_AIM OF THE TASK_. Retrieve all lines below that have the string "characteristics".

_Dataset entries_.
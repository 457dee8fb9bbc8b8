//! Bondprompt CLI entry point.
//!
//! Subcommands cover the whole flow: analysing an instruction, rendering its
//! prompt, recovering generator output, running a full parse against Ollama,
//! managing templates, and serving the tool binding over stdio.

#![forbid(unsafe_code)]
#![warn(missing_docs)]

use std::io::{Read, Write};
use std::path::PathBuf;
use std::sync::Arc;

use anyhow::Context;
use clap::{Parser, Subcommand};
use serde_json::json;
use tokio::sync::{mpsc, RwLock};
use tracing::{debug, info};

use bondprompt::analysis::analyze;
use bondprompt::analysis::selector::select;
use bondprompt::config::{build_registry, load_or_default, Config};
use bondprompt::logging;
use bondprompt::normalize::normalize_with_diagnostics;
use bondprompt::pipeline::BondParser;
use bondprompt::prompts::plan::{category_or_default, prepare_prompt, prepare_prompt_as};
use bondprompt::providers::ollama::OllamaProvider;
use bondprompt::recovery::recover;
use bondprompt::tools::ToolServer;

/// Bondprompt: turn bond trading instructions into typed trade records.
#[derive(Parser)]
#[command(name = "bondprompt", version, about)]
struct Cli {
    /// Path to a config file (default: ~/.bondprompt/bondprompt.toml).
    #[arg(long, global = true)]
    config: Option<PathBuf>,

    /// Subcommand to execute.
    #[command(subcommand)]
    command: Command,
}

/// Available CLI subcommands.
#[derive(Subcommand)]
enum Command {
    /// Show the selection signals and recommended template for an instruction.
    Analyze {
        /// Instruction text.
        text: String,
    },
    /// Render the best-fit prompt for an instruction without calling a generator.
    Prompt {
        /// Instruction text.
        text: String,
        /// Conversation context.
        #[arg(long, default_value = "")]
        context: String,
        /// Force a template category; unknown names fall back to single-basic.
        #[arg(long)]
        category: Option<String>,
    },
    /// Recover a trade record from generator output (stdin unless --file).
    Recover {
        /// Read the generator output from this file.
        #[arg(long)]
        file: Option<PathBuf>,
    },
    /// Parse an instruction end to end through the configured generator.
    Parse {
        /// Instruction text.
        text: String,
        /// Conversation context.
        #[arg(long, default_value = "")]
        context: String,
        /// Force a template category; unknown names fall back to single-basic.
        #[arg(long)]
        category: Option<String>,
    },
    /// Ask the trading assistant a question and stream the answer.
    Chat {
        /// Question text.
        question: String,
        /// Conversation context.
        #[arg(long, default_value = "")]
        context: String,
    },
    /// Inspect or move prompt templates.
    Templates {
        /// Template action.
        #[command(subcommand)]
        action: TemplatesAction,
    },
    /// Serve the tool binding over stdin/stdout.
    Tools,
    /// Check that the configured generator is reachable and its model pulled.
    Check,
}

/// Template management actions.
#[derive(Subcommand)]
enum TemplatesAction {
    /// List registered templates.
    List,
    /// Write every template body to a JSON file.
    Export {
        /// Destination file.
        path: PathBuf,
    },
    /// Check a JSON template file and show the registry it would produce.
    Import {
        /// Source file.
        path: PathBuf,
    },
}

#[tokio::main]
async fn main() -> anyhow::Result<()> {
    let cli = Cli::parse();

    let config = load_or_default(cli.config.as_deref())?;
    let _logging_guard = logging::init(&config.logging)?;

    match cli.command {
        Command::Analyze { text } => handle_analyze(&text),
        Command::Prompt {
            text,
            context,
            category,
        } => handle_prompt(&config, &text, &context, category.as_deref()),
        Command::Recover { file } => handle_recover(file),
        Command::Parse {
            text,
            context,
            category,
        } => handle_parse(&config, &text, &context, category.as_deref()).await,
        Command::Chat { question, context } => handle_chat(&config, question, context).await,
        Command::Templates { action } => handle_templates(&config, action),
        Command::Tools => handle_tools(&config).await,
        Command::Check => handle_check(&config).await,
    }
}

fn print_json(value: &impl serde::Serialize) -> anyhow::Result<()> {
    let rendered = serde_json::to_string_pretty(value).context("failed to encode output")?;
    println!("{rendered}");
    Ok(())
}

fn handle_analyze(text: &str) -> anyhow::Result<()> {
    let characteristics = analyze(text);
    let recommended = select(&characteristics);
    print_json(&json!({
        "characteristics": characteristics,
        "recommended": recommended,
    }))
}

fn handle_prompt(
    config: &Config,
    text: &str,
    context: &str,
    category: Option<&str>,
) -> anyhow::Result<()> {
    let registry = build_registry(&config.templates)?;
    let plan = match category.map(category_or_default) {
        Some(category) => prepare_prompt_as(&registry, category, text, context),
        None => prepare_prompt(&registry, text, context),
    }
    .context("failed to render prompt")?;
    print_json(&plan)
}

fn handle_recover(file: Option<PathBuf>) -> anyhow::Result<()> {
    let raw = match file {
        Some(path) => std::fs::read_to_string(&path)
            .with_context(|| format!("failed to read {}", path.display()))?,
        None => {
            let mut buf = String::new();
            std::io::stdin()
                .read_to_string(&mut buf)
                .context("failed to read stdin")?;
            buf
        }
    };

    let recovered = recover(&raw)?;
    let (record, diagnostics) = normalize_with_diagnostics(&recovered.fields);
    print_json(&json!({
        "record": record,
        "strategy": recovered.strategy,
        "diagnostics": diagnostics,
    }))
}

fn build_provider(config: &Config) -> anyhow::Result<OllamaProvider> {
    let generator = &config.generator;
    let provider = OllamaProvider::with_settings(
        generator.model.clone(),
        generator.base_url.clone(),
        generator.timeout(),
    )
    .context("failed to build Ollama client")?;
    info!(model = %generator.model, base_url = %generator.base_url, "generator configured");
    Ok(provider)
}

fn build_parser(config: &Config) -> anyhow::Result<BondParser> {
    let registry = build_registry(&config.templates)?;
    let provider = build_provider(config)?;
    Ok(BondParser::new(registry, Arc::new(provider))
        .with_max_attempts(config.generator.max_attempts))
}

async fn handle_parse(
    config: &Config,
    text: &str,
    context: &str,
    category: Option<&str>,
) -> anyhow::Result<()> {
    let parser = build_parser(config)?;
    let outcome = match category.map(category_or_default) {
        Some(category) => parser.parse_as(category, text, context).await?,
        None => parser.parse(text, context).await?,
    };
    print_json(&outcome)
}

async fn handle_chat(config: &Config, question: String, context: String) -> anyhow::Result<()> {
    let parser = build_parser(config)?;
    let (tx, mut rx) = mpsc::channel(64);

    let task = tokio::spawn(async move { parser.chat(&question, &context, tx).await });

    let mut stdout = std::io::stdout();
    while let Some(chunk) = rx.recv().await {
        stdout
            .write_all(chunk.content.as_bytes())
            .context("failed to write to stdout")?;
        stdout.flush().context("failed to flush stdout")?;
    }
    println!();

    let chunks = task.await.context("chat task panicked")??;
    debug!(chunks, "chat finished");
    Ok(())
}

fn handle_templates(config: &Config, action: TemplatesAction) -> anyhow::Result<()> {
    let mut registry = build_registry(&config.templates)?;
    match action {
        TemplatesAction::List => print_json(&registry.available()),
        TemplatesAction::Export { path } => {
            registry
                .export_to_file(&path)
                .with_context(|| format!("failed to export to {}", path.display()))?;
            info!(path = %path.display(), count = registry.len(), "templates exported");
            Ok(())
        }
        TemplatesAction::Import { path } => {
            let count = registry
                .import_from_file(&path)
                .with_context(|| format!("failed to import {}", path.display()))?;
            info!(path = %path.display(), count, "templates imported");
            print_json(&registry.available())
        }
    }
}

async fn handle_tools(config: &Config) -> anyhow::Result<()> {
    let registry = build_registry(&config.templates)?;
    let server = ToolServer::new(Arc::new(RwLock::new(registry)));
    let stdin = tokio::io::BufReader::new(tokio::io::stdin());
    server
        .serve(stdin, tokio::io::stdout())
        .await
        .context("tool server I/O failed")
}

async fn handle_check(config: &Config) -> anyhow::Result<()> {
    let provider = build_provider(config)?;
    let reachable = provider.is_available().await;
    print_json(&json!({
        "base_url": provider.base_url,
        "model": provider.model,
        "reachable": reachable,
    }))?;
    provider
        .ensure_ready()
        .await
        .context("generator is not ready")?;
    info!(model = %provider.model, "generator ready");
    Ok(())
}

_TASK RESULT_.
    let characteristics = analyze(text);
    let recommended = select(&characteristics);
        "characteristics": characteristics,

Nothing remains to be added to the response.